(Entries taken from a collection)
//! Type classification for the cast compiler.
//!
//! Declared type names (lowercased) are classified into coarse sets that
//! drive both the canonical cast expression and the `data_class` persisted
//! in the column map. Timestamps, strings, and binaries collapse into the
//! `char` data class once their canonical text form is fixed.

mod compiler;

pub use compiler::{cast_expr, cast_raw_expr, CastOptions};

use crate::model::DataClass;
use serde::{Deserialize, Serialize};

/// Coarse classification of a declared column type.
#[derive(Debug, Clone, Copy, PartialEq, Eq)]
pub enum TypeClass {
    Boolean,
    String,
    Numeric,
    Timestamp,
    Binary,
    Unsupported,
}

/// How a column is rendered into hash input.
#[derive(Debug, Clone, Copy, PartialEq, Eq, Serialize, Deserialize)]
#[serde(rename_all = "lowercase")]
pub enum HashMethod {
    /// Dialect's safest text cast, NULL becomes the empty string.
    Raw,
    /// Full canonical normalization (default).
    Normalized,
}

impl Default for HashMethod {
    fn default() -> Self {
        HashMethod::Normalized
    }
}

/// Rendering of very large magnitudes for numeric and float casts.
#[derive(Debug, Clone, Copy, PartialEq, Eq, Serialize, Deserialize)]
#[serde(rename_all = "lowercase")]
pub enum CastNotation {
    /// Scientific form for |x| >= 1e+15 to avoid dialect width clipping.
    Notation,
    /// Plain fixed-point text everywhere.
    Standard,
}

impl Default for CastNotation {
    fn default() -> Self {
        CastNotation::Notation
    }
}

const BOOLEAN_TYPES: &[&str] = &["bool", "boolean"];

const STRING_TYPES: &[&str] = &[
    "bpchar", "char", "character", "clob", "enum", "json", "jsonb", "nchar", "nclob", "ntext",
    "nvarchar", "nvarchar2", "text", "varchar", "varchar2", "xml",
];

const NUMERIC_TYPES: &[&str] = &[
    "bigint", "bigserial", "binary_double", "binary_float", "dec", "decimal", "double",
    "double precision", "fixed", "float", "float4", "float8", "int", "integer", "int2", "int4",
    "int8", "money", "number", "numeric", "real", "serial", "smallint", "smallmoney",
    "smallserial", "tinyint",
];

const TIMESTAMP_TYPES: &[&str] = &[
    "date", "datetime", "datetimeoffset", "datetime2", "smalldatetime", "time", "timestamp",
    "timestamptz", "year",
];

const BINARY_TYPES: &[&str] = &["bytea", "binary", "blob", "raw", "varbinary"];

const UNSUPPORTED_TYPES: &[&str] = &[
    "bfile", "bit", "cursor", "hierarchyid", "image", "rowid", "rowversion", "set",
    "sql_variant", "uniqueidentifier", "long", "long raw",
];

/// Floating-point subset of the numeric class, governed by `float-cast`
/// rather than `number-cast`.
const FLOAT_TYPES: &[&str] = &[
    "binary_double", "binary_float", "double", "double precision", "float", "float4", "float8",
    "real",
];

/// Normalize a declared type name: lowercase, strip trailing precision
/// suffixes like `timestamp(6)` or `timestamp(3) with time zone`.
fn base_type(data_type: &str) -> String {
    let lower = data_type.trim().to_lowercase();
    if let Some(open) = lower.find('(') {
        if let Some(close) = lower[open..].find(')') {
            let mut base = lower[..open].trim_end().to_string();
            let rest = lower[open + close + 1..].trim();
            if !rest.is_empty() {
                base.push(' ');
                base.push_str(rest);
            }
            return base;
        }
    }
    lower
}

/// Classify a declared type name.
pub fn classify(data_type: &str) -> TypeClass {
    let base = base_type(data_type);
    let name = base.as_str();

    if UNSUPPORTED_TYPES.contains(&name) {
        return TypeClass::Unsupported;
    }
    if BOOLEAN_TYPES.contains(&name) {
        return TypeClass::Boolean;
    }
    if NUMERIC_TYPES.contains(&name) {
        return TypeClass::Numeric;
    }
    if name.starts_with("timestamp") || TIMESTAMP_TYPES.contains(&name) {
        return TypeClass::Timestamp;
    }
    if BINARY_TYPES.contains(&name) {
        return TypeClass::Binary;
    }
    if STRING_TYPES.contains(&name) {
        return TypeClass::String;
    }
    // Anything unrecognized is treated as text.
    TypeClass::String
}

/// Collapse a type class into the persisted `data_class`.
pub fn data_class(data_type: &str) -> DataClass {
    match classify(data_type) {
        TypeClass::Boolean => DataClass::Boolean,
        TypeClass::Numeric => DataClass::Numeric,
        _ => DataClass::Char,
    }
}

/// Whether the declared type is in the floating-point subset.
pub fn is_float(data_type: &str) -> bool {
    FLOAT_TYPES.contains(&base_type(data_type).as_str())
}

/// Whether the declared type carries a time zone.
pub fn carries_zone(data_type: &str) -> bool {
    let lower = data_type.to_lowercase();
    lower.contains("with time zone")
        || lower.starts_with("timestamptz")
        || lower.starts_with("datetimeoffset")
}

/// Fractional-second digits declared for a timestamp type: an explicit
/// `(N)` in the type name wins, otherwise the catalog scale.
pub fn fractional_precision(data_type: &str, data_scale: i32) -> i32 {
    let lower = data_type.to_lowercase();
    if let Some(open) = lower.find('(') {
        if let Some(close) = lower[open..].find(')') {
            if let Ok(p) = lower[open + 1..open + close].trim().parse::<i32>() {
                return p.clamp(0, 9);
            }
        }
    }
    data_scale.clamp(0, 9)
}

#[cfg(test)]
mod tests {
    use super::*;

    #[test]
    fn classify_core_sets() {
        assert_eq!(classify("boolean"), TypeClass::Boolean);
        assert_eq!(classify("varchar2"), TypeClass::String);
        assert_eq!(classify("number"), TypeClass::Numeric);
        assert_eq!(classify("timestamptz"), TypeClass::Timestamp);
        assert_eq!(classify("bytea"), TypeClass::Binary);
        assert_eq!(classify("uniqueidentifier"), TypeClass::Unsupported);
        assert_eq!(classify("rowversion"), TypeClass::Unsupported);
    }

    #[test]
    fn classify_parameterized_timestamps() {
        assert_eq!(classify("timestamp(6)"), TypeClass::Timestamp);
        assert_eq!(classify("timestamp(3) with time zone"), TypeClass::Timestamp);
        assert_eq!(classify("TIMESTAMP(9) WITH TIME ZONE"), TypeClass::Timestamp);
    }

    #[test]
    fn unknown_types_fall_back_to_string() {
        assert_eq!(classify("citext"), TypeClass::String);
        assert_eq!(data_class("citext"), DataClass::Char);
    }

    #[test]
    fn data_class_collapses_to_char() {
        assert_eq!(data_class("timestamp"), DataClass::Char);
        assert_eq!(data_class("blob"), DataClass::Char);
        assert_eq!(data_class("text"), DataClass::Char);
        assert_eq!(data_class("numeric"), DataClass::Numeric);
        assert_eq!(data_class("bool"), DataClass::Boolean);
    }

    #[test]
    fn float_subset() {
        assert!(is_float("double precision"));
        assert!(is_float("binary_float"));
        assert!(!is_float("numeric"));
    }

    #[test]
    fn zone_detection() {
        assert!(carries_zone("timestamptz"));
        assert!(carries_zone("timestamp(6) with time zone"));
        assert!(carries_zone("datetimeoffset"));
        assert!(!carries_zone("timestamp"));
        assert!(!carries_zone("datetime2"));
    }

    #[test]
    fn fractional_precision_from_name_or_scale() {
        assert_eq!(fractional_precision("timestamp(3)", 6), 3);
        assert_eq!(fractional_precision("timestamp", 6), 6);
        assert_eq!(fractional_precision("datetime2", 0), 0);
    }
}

§ **About this exercise**
Which lines of the records hold the string "real"? Copy each one.

§ **Output below**
    "int8", "money", "number", "numeric", "real", "serial", "smallint", "smallmoney",
    "real",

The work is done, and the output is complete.